Wednesday, June 15, 2011

Crossing a Milestone

7 Years ago , I had no idea that I would be faced with so many challenges and especially today. 
I remember so well, as if it were yesterday, being pregnant with my last baby.. At 41 giving birth was sorta a huge deal, not too many of us were willing to put our bodies through that sort of change and so late in the game.. 

With 4 older children of my own, 2 bonus children, a dog and a house to tend to daily, I was not real sure I would be able to do it all, be it all and especially be able to stay up at night .. That was my biggest fear, that I would be breastfeeding and my husband would find me and the baby in the morning, me asleep while sitting up and the baby had gained 5 pounds in one night while breastfeeding.. Oh those simply worries.. 
Little did I really know.. 

I had really no clue what my life would be like each time I rubbed my growing baby belly.. I would wonder if he or she would be goofy, silly, have blonde hair or dark hair, like butterflies and watching cartoons on a Saturday morning. Chocolate milk or Strawberry.

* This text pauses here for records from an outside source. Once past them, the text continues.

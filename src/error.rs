//! Construction-time failures.

use thiserror::Error;

/// The carousel container could not be resolved at mount time.
///
/// This is the only error the crate surfaces. Every runtime abnormality
/// (navigating mid-animation, stopping an already-stopped timer, invalid
/// target indexes) is handled as a silent no-op instead.
#[derive(Debug, Clone, PartialEq, Eq, Error)]
#[error("carousel container not found: {selector}")]
pub struct ContainerNotFoundError {
    /// The selector that matched no registered container.
    pub selector: String,
}
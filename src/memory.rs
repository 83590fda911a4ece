//! In-memory rendering surface.
//!
//! [`MemorySurface`] records every mutation the controller performs, which
//! makes it both the reference [`Surface`] implementation for headless
//! hosts and the substrate for this crate's own tests. [`MemoryStage`] is
//! the matching [`SurfaceRegistry`]: a named-container table resolving
//! selectors to fresh surface instances.

use std::collections::HashMap;

use crate::surface::{SlideTransition, Surface, SurfaceRegistry};

/// Recorded inline state of one slide.
///
/// Every field starts as `None`, meaning the controller has not written it
/// yet; `clear_slide_style` resets `offset` and `transition` back to `None`
/// while leaving focus and hidden state untouched.
#[derive(Clone, Copy, Debug, Default, PartialEq)]
pub struct SlideStyle {
    /// Inline horizontal offset in percent of the container width.
    pub offset: Option<f32>,
    /// Inline transition style.
    pub transition: Option<SlideTransition>,
    /// Keyboard reachability of the slide's interactive content.
    pub focusable: Option<bool>,
    /// Hidden marking for assistive technology.
    pub hidden: Option<bool>,
}

/// An in-memory carousel container.
#[derive(Clone, Debug, Default)]
pub struct MemorySurface {
    slides: Vec<SlideStyle>,
    indicators: Vec<bool>,
    prev_control: bool,
    next_control: bool,
    mutations: usize,
}

impl MemorySurface {
    /// Creates a container holding `slide_count` unstyled slides, with no
    /// indicators and no controls.
    pub fn new(slide_count: usize) -> Self {
        Self {
            slides: vec![SlideStyle::default(); slide_count],
            ..Self::default()
        }
    }

    /// Adds `count` indicator controls.
    pub fn indicators(mut self, count: usize) -> Self {
        self.indicators = vec![false; count];
        self
    }

    /// Adds previous and next controls.
    pub fn controls(mut self) -> Self {
        self.prev_control = true;
        self.next_control = true;
        self
    }

    /// Recorded state of the slide at `index`.
    ///
    /// Panics when `index` is out of range.
    pub fn slide(&self, index: usize) -> SlideStyle {
        self.slides[index]
    }

    /// Whether the indicator at `index` is marked active.
    ///
    /// Panics when `index` is out of range.
    pub fn indicator_active(&self, index: usize) -> bool {
        self.indicators[index]
    }

    /// Total number of mutations applied so far.
    pub fn mutation_count(&self) -> usize {
        self.mutations
    }
}

impl Surface for MemorySurface {
    fn slide_count(&self) -> usize {
        self.slides.len()
    }

    fn indicator_count(&self) -> usize {
        self.indicators.len()
    }

    fn has_prev_control(&self) -> bool {
        self.prev_control
    }

    fn has_next_control(&self) -> bool {
        self.next_control
    }

    fn set_slide_offset(&mut self, slide: usize, percent: f32) {
        if let Some(style) = self.slides.get_mut(slide) {
            style.offset = Some(percent);
            self.mutations += 1;
        }
    }

    fn set_slide_transition(&mut self, slide: usize, transition: SlideTransition) {
        if let Some(style) = self.slides.get_mut(slide) {
            style.transition = Some(transition);
            self.mutations += 1;
        }
    }

    fn clear_slide_style(&mut self, slide: usize) {
        if let Some(style) = self.slides.get_mut(slide) {
            style.offset = None;
            style.transition = None;
            self.mutations += 1;
        }
    }

    fn set_slide_focusable(&mut self, slide: usize, focusable: bool) {
        if let Some(style) = self.slides.get_mut(slide) {
            style.focusable = Some(focusable);
            self.mutations += 1;
        }
    }

    fn set_slide_hidden(&mut self, slide: usize, hidden: bool) {
        if let Some(style) = self.slides.get_mut(slide) {
            style.hidden = Some(hidden);
            self.mutations += 1;
        }
    }

    fn set_indicator_active(&mut self, indicator: usize, active: bool) {
        if let Some(slot) = self.indicators.get_mut(indicator) {
            *slot = active;
            self.mutations += 1;
        }
    }
}

/// A named-container registry of [`MemorySurface`] blueprints.
#[derive(Debug, Default)]
pub struct MemoryStage {
    containers: HashMap<String, MemorySurface>,
}

impl MemoryStage {
    /// Creates an empty stage.
    pub fn new() -> Self {
        Self::default()
    }

    /// Registers a container under `selector`, replacing any previous one.
    pub fn insert(&mut self, selector: impl Into<String>, surface: MemorySurface) {
        self.containers.insert(selector.into(), surface);
    }
}

impl SurfaceRegistry for MemoryStage {
    type Surface = MemorySurface;

    fn resolve(&self, selector: &str) -> Option<MemorySurface> {
        self.containers.get(selector).cloned()
    }
}

#[cfg(test)]
mod tests {
    use super::*;
    use std::time::Duration;

    #[test]
    fn test_surface_records_mutations() {
        let mut surface = MemorySurface::new(2).indicators(2);

        surface.set_slide_offset(0, 100.0);
        surface.set_slide_transition(0, SlideTransition::Animated(Duration::from_millis(500)));
        surface.set_slide_focusable(1, false);
        surface.set_slide_hidden(1, true);
        surface.set_indicator_active(1, true);

        assert_eq!(surface.slide(0).offset, Some(100.0));
        assert_eq!(
            surface.slide(0).transition,
            Some(SlideTransition::Animated(Duration::from_millis(500)))
        );
        assert_eq!(surface.slide(1).focusable, Some(false));
        assert_eq!(surface.slide(1).hidden, Some(true));
        assert!(surface.indicator_active(1));
        assert_eq!(surface.mutation_count(), 5);
    }

    #[test]
    fn test_clear_slide_style_keeps_accessibility_state() {
        let mut surface = MemorySurface::new(1);
        surface.set_slide_offset(0, 200.0);
        surface.set_slide_transition(0, SlideTransition::Instant);
        surface.set_slide_focusable(0, true);

        surface.clear_slide_style(0);

        assert_eq!(surface.slide(0).offset, None);
        assert_eq!(surface.slide(0).transition, None);
        assert_eq!(surface.slide(0).focusable, Some(true));
    }

    #[test]
    fn test_out_of_range_writes_are_ignored() {
        let mut surface = MemorySurface::new(1);
        surface.set_slide_offset(5, 100.0);
        surface.set_indicator_active(0, true);

        assert_eq!(surface.mutation_count(), 0);
    }

    #[test]
    fn test_stage_resolves_registered_containers() {
        let mut stage = MemoryStage::new();
        stage.insert(".hero-carousel", MemorySurface::new(3).controls());

        let resolved = stage.resolve(".hero-carousel");
        assert!(resolved.is_some_and(|surface| surface.slide_count() == 3));
        assert!(stage.resolve(".missing").is_none());
    }
}
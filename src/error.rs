//! Error type definitions.
//!
//! This module defines the typed errors surfaced by the remote client, the
//! downloader, and the external engine wrapper. Orchestration code wraps
//! these in `anyhow` with context; the types here exist so callers (and the
//! retry policy) can match on the failure class.

use reqwest::StatusCode;
use thiserror::Error;

/// Failures while talking to the remote catalog or writing the result.
#[derive(Error, Debug)]
pub enum FetchError {
    /// The request never produced a usable response (connect failure,
    /// timeout, protocol error).
    #[error("request failed: {0}")]
    Transport(#[from] reqwest::Error),

    /// The remote answered with a non-success status.
    #[error("remote returned HTTP {status} for {url}: {body}")]
    Status {
        /// HTTP status code of the response.
        status: StatusCode,
        /// URL the request was issued against.
        url: String,
        /// Truncated response body, for diagnostics.
        body: String,
    },

    /// The page body did not parse as the expected format. Treated exactly
    /// like a transport failure: the download aborts, the page is not
    /// committed.
    #[error("malformed page body: {0}")]
    MalformedPage(String),

    /// A URL could not be constructed from the configured base.
    #[error("invalid URL: {0}")]
    InvalidUrl(#[from] url::ParseError),

    /// Writing to the destination file failed.
    #[error("I/O error: {0}")]
    Io(#[from] std::io::Error),
}

impl FetchError {
    /// Whether retrying the same page fetch might succeed.
    ///
    /// Timeouts, connection failures, rate limiting (429) and server errors
    /// (5xx) are transient; everything else is permanent for the life of the
    /// request.
    pub fn is_retriable(&self) -> bool {
        match self {
            FetchError::Transport(e) => e.is_timeout() || e.is_connect() || e.is_request(),
            FetchError::Status { status, .. } => {
                *status == StatusCode::TOO_MANY_REQUESTS || status.is_server_error()
            }
            FetchError::MalformedPage(_) | FetchError::InvalidUrl(_) | FetchError::Io(_) => false,
        }
    }
}

/// Failures while invoking the external analytical engine.
#[derive(Error, Debug)]
pub enum EngineError {
    /// The engine binary is not installed (or not on PATH).
    #[error(
        "duckdb executable not found on PATH. Install it from \
         https://duckdb.org/docs/installation and make sure the `duckdb` \
         binary is on your PATH, then re-run this command"
    )]
    NotFound,

    /// The engine process could not be started.
    #[error("failed to launch {binary}: {source}")]
    Spawn {
        /// Path of the binary that failed to start.
        binary: String,
        /// Underlying OS error.
        source: std::io::Error,
    },

    /// The engine ran but exited unsuccessfully.
    #[error("engine exited with {status}: {stderr}")]
    Failed {
        /// Exit status of the engine process.
        status: std::process::ExitStatus,
        /// Captured standard error of the engine process.
        stderr: String,
    },
}
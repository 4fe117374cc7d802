//! Analyze orchestration against a scripted engine.

use std::path::PathBuf;
use std::sync::Mutex;

use async_trait::async_trait;
use tempfile::TempDir;

use opendata_tools::analyze::{run_analyze, AnalyzeRequest};
use opendata_tools::config::EngineFormat;
use opendata_tools::engine::{EngineOutput, QueryEngine};
use opendata_tools::error::EngineError;

/// Engine double that records every script it is asked to run.
struct ScriptedEngine {
    stdout: String,
    runs: Mutex<Vec<(String, EngineFormat)>>,
}

impl ScriptedEngine {
    fn new(stdout: &str) -> Self {
        Self {
            stdout: stdout.to_string(),
            runs: Mutex::new(Vec::new()),
        }
    }

    fn runs(&self) -> Vec<(String, EngineFormat)> {
        self.runs.lock().unwrap().clone()
    }
}

#[async_trait]
impl QueryEngine for ScriptedEngine {
    async fn run_script(
        &self,
        script: &str,
        format: EngineFormat,
    ) -> Result<EngineOutput, EngineError> {
        self.runs.lock().unwrap().push((script.to_string(), format));
        Ok(EngineOutput {
            stdout: self.stdout.clone(),
            stderr: String::new(),
        })
    }

    fn name(&self) -> &'static str {
        "scripted"
    }
}

fn request(dir: &TempDir, file: PathBuf) -> AnalyzeRequest {
    AnalyzeRequest {
        file,
        query: "SELECT mode, count(*) FROM dataset GROUP BY mode".to_string(),
        format: EngineFormat::Csv,
        output: None,
        query_log: dir.path().join("queries.jsonl"),
    }
}

#[tokio::test]
async fn builds_a_load_then_query_script() {
    let dir = TempDir::new().unwrap();
    let file = dir.path().join("rides.csv");
    std::fs::write(&file, "mode,day\nbus,mon\n").unwrap();

    let engine = ScriptedEngine::new("mode,count\nbus,1\n");
    let stdout = run_analyze(&request(&dir, file.clone()), &engine).await.unwrap();

    assert_eq!(stdout, "mode,count\nbus,1\n");
    let runs = engine.runs();
    assert_eq!(runs.len(), 1);
    let (script, format) = &runs[0];
    assert!(script.starts_with(&format!(
        "CREATE VIEW dataset AS SELECT * FROM '{}';",
        file.display()
    )));
    assert!(script.ends_with("SELECT mode, count(*) FROM dataset GROUP BY mode"));
    assert_eq!(*format, EngineFormat::Csv);
}

#[tokio::test]
async fn writes_engine_output_to_a_file_when_requested() {
    let dir = TempDir::new().unwrap();
    let file = dir.path().join("rides.csv");
    std::fs::write(&file, "mode,day\nbus,mon\n").unwrap();

    let mut req = request(&dir, file);
    let output = dir.path().join("result.csv");
    req.output = Some(output.clone());

    let engine = ScriptedEngine::new("mode,count\nbus,1\n");
    run_analyze(&req, &engine).await.unwrap();

    assert_eq!(
        std::fs::read_to_string(&output).unwrap(),
        "mode,count\nbus,1\n"
    );
}

#[tokio::test]
async fn missing_input_file_fails_before_the_engine_runs() {
    let dir = TempDir::new().unwrap();
    let engine = ScriptedEngine::new("");

    let result = run_analyze(&request(&dir, dir.path().join("absent.csv")), &engine).await;

    assert!(result.is_err());
    assert!(engine.runs().is_empty());
}

#[tokio::test]
async fn every_query_is_appended_to_the_history_log() {
    let dir = TempDir::new().unwrap();
    let file = dir.path().join("rides.csv");
    std::fs::write(&file, "mode,day\nbus,mon\n").unwrap();

    let engine = ScriptedEngine::new("ok");
    let req = request(&dir, file);
    run_analyze(&req, &engine).await.unwrap();
    run_analyze(&req, &engine).await.unwrap();

    let log = std::fs::read_to_string(&req.query_log).unwrap();
    let lines: Vec<&str> = log.lines().collect();
    assert_eq!(lines.len(), 2);
    let entry: serde_json::Value = serde_json::from_str(lines[0]).unwrap();
    assert_eq!(entry["query"], "SELECT mode, count(*) FROM dataset GROUP BY mode");
}

/// Engine double that always fails.
struct BrokenEngine;

#[async_trait]
impl QueryEngine for BrokenEngine {
    async fn run_script(
        &self,
        _script: &str,
        _format: EngineFormat,
    ) -> Result<EngineOutput, EngineError> {
        Err(EngineError::NotFound)
    }

    fn name(&self) -> &'static str {
        "broken"
    }
}

#[tokio::test]
async fn engine_failure_surfaces_with_remediation() {
    let dir = TempDir::new().unwrap();
    let file = dir.path().join("rides.csv");
    std::fs::write(&file, "mode,day\n").unwrap();

    let result = run_analyze(&request(&dir, file), &BrokenEngine).await;
    let message = format!("{:#}", result.unwrap_err());
    assert!(message.contains("duckdb"));
    assert!(message.contains("PATH"));
}
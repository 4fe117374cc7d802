//! External analytical engine integration.
//!
//! The downloader materializes datasets as local files; ad-hoc analysis is
//! delegated to an external SQL engine invoked as a subprocess. Nothing else
//! in this crate spawns processes directly; everything goes through the
//! [`QueryEngine`] seam so the engine stays swappable and tests can script
//! it.

mod duckdb;

pub use duckdb::DuckDbCli;

use std::path::Path;

use async_trait::async_trait;

use crate::config::EngineFormat;
use crate::error::EngineError;

/// Captured output of one engine invocation.
#[derive(Debug)]
pub struct EngineOutput {
    /// Everything the engine wrote to stdout.
    pub stdout: String,
    /// Everything the engine wrote to stderr.
    pub stderr: String,
}

/// An engine that can execute a SQL script and hand back its output.
#[async_trait]
pub trait QueryEngine: Send + Sync {
    /// Runs `script` as one inline invocation, rendering results in `format`.
    async fn run_script(
        &self,
        script: &str,
        format: EngineFormat,
    ) -> Result<EngineOutput, EngineError>;

    /// Short name for log lines.
    fn name(&self) -> &'static str;
}

/// Builds the two-statement analysis script: load the file into a relation
/// named `dataset`, then run the caller's query against it verbatim.
pub fn build_script(file: &Path, query: &str) -> String {
    // Single quotes in the path are doubled for SQL string-literal escaping
    let path = file.to_string_lossy().replace('\'', "''");
    format!("CREATE VIEW dataset AS SELECT * FROM '{path}';\n{query}")
}

#[cfg(test)]
mod tests {
    use super::*;
    use std::path::PathBuf;

    #[test]
    fn test_build_script_loads_then_queries() {
        let script = build_script(
            &PathBuf::from("/tmp/rides.csv"),
            "SELECT count(*) FROM dataset",
        );
        assert_eq!(
            script,
            "CREATE VIEW dataset AS SELECT * FROM '/tmp/rides.csv';\nSELECT count(*) FROM dataset"
        );
    }

    #[test]
    fn test_build_script_escapes_quotes_in_path() {
        let script = build_script(&PathBuf::from("/tmp/o'hare.csv"), "SELECT 1");
        assert!(script.contains("'/tmp/o''hare.csv'"));
    }

    #[test]
    fn test_build_script_passes_query_through_verbatim() {
        let query = "SELECT mode, count(*) AS n FROM dataset GROUP BY mode ORDER BY n DESC";
        let script = build_script(&PathBuf::from("data.json"), query);
        assert!(script.ends_with(query));
    }
}
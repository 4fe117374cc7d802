//! Configuration types and CLI options.
//!
//! This module defines enums used for command-line argument parsing and
//! configuration.

use clap::ValueEnum;

/// Logging level for the application.
///
/// Controls the verbosity of log output, from most restrictive (Error) to most
/// verbose (Trace).
#[derive(Clone, Debug, ValueEnum)]
pub enum LogLevel {
    /// Only error messages
    Error,
    /// Error and warning messages
    Warn,
    /// Error, warning, and informational messages
    Info,
    /// All messages except trace
    Debug,
    /// All messages including trace
    Trace,
}

impl From<LogLevel> for log::LevelFilter {
    fn from(l: LogLevel) -> Self {
        match l {
            LogLevel::Error => log::LevelFilter::Error,
            LogLevel::Warn => log::LevelFilter::Warn,
            LogLevel::Info => log::LevelFilter::Info,
            LogLevel::Debug => log::LevelFilter::Debug,
            LogLevel::Trace => log::LevelFilter::Trace,
        }
    }
}

/// Log output format.
///
/// Controls how log messages are formatted:
/// - `Plain`: Human-readable format with colors (default)
/// - `Json`: Structured JSON format for machine parsing
#[derive(Clone, Debug, ValueEnum)]
pub enum LogFormat {
    /// Human-readable format with colors (default)
    Plain,
    /// Structured JSON format for machine parsing
    Json,
}

/// Wire format of one downloaded dataset.
///
/// Fixed for the life of one download request; the destination file's content
/// matches it exactly.
#[derive(Clone, Copy, Debug, PartialEq, Eq, ValueEnum)]
pub enum OutputFormat {
    /// Row-delimited text with a single header line
    Csv,
    /// One top-level JSON array of records
    Json,
}

impl OutputFormat {
    /// File extension the remote resource endpoint is addressed with.
    pub fn extension(self) -> &'static str {
        match self {
            OutputFormat::Csv => "csv",
            OutputFormat::Json => "json",
        }
    }
}

/// Output rendering requested from the external analytical engine.
#[derive(Clone, Copy, Debug, PartialEq, Eq, ValueEnum)]
pub enum EngineFormat {
    /// The engine's own interactive table rendering (default)
    Table,
    /// Comma-separated values
    Csv,
    /// JSON records
    Json,
}

impl EngineFormat {
    /// Command-line flag selecting this format, if the engine needs one.
    pub fn engine_flag(self) -> Option<&'static str> {
        match self {
            EngineFormat::Table => None,
            EngineFormat::Csv => Some("-csv"),
            EngineFormat::Json => Some("-json"),
        }
    }
}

Waiting to hear those first words spoken, that long awaited first walk, learning to wave that little hand.. all those first milestones that a mother keeps so close inside her heart, waiting for the birth of her child.. 

It's been a long long journey with little Anthony, aka "Guido".. had I only known back then what all I could accomplish, the voice that I had to become, the fight behind the reasons, the strength I didn't think I had.. The endless nights of 3-4 hours sleep, walking the house at night, bolting the doors, running down the sidewalk to catch up with my little Guido whom had decided he could take a walk at midnight, or 5 am in the morning with just a diaper on and nothing else... The endless amounts of spinning chairs, the countless amount of paper towels being used from obsessive hand washing, the fear of something being sucked down the registers, or the motor of the car. Watching for hours upon hours of little match box tires spinning around and around as they moved across the floors... finding odd objects inside Guido's mouth.. The never ending worry I have had that he has not eaten any food to speak of since age 16 months. The endless amount of doctors, allergist, throat specialist, the list goes on and on... 

I use to keep a diary and would chart everything that I questioned in my own mind.. My oldest daughter once asked me, "Mom, if they had a magic pill that could make Guido different, would you give it to him".. ? 
There was no pause in my voice, my answer was simple.. 
NO..  

Living with an autistic child, has both strengthened myself and at the same time, worn me out.. 
But today, after 3 long years of using my voice and fighting for my own son's rights, I stood up and made a difference for my son and his future years to come..

I am most proud of my son, for being who he is, allowing me to find my own strengths and weaknesses.. for always waking up every single day and hearing, mommy, I love you.. or hear him say; "Mommy, you look so stylish", as he tosses out a wink and tries to snap his fingers.. 

I am thankful that God blessed me with such a warm, loving, beautiful son, whom I call, Guido.


Sherri & Anthony June 15th, 2011


4 comments:

LetaMarieDesigns said...

What a beautiful post. You are most fortunate indeed as is your son. He sounds like a wonderful blessing in your life~~

LetaMarieDesigns said...

What a beautiful post about your son.

Barbra said...

Sweet and heartfelt post!

Baby Huggables said...

Thank you all so much. He truly is a blessing in my life. I have learned so much from my little Anthony.